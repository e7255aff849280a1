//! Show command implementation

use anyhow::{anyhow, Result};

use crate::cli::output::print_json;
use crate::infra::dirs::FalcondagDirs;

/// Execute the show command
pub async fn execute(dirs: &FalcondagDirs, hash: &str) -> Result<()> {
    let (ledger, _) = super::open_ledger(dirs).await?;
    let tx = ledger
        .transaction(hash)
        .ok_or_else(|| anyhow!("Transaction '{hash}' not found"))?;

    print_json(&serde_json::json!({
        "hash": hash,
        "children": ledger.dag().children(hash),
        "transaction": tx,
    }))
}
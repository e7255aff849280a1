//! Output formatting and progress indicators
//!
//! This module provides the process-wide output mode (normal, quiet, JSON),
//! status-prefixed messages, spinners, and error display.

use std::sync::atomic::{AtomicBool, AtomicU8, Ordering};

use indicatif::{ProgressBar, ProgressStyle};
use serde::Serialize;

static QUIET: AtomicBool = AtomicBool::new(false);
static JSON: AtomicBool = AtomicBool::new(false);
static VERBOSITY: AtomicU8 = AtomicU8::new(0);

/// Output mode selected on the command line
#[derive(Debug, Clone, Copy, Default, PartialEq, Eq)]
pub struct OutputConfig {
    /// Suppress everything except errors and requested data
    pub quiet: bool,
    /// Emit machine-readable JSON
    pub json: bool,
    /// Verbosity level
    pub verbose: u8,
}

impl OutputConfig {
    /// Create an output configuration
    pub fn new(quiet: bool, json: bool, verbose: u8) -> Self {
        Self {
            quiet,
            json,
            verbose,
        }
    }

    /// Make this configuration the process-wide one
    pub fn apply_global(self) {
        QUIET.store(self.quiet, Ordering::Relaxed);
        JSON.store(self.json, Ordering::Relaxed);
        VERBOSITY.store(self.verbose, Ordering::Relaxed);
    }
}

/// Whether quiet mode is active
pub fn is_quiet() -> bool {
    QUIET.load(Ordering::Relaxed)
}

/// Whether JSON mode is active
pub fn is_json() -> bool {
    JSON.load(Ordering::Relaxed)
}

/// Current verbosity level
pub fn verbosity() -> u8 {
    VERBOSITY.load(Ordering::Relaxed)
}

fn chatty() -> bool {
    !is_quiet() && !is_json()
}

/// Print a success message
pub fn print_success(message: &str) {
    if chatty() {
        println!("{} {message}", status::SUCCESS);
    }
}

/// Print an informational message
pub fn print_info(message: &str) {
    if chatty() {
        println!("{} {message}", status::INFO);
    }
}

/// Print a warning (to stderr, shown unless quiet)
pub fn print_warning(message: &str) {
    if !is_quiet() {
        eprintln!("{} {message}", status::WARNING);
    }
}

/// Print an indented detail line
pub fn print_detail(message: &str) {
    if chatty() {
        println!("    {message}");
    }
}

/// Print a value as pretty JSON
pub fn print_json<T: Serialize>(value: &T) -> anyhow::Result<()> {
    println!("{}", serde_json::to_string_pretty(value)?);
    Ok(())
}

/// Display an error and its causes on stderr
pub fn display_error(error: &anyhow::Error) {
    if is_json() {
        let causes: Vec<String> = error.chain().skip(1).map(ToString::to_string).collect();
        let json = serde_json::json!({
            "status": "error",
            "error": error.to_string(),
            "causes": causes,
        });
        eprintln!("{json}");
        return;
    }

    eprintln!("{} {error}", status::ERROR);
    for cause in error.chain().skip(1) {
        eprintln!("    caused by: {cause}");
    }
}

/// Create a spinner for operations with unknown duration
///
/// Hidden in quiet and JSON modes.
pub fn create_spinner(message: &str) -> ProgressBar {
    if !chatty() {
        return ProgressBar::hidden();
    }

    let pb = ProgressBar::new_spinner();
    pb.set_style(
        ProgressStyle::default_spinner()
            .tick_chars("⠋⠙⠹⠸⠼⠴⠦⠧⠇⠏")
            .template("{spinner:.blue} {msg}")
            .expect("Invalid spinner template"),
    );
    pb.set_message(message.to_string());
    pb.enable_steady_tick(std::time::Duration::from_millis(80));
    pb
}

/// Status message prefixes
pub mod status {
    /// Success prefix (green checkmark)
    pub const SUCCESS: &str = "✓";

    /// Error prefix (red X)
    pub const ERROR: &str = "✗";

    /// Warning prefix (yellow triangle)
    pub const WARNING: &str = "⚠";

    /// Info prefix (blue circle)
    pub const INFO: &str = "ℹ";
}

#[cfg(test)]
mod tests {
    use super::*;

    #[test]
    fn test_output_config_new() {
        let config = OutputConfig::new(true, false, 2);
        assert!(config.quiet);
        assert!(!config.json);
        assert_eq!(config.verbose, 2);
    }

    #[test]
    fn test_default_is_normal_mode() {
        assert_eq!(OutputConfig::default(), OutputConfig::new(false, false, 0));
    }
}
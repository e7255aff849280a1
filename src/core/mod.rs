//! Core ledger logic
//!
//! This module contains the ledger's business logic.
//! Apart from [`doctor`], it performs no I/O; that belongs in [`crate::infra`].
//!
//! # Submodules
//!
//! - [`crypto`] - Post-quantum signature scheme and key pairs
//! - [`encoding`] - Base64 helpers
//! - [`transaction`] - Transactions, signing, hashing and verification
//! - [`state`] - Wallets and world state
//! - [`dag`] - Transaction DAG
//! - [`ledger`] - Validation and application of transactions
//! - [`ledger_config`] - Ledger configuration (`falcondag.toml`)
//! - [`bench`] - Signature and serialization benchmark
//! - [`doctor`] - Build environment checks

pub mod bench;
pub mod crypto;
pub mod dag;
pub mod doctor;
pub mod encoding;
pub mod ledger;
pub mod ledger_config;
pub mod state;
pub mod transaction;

____

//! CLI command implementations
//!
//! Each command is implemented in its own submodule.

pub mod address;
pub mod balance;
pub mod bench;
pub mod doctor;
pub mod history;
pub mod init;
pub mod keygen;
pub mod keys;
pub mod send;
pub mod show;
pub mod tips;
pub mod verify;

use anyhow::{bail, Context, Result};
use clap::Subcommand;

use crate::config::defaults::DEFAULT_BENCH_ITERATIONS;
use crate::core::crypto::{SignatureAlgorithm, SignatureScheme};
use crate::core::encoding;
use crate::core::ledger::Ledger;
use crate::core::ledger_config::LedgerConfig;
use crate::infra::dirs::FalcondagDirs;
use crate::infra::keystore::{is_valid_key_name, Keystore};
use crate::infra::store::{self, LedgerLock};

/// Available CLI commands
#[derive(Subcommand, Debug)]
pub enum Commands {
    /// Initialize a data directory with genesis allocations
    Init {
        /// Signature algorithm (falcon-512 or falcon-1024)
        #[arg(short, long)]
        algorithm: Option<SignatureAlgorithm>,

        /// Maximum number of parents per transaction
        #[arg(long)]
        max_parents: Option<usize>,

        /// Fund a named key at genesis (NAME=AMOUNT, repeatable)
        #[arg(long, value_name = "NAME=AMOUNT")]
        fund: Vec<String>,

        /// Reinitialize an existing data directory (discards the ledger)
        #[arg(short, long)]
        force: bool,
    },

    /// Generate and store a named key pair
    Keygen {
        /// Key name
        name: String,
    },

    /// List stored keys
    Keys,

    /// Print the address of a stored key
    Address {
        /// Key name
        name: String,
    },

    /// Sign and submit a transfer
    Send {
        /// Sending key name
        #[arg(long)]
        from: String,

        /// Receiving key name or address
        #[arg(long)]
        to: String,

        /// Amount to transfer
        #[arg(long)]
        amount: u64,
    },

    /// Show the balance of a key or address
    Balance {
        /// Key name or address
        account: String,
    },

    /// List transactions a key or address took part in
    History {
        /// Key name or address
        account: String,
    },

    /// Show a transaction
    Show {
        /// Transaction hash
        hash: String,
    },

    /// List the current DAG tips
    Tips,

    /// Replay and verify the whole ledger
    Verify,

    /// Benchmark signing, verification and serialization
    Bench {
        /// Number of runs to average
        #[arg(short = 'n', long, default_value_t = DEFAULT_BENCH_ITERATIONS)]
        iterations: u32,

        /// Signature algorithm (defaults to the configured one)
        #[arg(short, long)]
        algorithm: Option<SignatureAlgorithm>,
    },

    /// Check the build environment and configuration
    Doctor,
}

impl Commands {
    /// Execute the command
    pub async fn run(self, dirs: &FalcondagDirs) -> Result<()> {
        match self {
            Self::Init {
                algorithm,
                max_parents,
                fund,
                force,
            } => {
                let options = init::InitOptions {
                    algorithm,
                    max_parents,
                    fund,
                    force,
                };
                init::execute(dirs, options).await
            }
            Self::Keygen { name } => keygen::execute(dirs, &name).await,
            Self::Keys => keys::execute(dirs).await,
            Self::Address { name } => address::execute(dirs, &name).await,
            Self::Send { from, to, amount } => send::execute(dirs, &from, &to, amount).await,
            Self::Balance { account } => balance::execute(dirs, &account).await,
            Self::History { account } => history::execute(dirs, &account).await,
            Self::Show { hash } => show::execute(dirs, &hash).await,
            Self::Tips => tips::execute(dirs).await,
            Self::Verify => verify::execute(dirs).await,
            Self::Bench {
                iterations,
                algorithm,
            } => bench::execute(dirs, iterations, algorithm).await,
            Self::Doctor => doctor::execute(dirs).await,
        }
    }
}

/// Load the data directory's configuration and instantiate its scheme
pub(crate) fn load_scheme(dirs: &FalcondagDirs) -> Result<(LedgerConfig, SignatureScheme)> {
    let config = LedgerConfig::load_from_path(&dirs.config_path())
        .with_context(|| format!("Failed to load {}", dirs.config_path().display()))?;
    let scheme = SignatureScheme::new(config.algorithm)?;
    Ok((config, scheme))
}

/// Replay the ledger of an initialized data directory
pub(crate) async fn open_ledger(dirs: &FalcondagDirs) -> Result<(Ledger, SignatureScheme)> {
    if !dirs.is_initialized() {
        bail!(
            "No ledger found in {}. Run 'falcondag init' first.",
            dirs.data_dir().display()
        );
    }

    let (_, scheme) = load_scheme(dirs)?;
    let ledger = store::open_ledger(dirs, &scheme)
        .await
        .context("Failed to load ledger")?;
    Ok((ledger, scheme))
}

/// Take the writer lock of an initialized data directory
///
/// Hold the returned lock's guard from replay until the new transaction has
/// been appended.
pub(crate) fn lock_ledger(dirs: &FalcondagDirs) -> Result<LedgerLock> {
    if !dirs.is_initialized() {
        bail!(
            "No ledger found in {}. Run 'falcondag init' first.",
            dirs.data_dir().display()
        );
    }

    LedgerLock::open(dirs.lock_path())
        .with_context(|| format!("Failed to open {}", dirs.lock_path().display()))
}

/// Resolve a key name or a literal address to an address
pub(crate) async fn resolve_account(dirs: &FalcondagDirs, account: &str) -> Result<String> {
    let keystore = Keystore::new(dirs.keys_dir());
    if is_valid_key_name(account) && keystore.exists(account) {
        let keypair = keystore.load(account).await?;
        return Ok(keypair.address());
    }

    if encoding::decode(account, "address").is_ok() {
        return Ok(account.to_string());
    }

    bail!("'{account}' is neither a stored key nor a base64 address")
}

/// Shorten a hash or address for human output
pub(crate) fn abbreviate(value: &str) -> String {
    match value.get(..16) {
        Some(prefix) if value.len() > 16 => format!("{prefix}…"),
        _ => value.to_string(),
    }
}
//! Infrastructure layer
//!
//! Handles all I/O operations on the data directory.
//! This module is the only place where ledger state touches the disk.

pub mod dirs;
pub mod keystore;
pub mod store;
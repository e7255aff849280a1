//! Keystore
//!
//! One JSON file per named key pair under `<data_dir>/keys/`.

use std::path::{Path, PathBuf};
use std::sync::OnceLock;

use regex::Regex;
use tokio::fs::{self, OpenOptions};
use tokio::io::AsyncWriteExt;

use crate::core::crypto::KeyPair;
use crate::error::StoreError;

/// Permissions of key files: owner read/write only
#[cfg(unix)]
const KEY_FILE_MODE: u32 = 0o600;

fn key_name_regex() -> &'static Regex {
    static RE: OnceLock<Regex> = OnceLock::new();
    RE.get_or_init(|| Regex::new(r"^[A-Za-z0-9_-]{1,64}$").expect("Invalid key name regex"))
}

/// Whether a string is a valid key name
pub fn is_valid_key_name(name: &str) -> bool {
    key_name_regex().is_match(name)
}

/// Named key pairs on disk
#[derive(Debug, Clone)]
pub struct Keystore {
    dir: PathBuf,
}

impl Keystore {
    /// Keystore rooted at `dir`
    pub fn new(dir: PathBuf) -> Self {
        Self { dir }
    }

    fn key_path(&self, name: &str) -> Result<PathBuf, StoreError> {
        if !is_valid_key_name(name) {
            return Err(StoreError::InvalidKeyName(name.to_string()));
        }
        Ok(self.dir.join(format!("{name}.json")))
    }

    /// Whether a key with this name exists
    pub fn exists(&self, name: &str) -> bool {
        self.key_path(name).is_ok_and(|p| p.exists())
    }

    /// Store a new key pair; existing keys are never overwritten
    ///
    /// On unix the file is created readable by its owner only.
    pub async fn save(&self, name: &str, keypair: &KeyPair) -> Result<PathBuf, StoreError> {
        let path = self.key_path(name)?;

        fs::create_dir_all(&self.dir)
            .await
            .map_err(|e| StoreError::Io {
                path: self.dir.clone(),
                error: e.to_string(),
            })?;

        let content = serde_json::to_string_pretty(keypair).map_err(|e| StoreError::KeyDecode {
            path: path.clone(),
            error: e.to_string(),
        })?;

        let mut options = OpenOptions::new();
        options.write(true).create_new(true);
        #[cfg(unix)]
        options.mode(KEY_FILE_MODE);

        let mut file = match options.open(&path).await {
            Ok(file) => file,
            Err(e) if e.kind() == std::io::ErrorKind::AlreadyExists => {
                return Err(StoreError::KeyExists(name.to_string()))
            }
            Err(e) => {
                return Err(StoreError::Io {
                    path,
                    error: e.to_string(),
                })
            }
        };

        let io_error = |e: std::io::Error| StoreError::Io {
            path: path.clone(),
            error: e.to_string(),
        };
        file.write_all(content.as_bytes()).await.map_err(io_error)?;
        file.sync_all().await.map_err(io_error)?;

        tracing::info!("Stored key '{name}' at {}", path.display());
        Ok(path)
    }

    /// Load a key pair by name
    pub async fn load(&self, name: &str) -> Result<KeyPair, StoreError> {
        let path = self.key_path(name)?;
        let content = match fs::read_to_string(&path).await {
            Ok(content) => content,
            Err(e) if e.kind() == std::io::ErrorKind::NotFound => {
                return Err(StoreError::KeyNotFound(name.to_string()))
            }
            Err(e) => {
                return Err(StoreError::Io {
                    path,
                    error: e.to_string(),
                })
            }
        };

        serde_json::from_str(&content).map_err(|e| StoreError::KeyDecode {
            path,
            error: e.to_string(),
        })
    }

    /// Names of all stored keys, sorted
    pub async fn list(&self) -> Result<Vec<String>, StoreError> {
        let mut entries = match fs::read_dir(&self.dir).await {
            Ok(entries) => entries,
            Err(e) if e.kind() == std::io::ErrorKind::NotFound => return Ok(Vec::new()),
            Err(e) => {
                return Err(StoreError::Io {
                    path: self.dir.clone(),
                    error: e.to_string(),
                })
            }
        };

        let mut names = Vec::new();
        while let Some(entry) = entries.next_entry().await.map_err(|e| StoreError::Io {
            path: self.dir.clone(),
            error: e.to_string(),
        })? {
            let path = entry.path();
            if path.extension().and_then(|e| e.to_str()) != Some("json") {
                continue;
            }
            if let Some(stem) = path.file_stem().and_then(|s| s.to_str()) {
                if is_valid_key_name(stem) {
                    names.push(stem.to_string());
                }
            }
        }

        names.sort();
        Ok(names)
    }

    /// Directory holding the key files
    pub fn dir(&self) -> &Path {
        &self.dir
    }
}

____

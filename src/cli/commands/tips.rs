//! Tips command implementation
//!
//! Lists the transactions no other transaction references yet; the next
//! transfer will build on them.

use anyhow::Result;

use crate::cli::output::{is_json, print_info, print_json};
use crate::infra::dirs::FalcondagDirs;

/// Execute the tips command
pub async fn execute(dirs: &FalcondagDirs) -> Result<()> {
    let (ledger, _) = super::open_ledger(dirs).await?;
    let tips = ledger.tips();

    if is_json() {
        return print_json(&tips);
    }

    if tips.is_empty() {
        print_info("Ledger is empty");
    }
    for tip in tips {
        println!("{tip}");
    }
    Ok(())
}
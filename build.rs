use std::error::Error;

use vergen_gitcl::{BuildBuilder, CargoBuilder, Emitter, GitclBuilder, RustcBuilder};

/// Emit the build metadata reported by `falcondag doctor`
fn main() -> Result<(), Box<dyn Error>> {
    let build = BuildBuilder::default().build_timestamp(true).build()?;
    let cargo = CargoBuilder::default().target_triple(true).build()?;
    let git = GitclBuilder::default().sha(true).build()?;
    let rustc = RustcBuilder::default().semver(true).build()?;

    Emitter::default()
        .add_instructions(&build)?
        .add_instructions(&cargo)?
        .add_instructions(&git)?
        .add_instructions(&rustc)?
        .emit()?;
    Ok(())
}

____

#### INSTRUCTIONS TO FOLLOW:
Return, from the data, each line that has the word "expect" in it.

#### ANSWER BOX:
            .expect("Invalid spinner template"),
    RE.get_or_init(|| Regex::new(r"^[A-Za-z0-9_-]{1,64}$").expect("Invalid key name regex"))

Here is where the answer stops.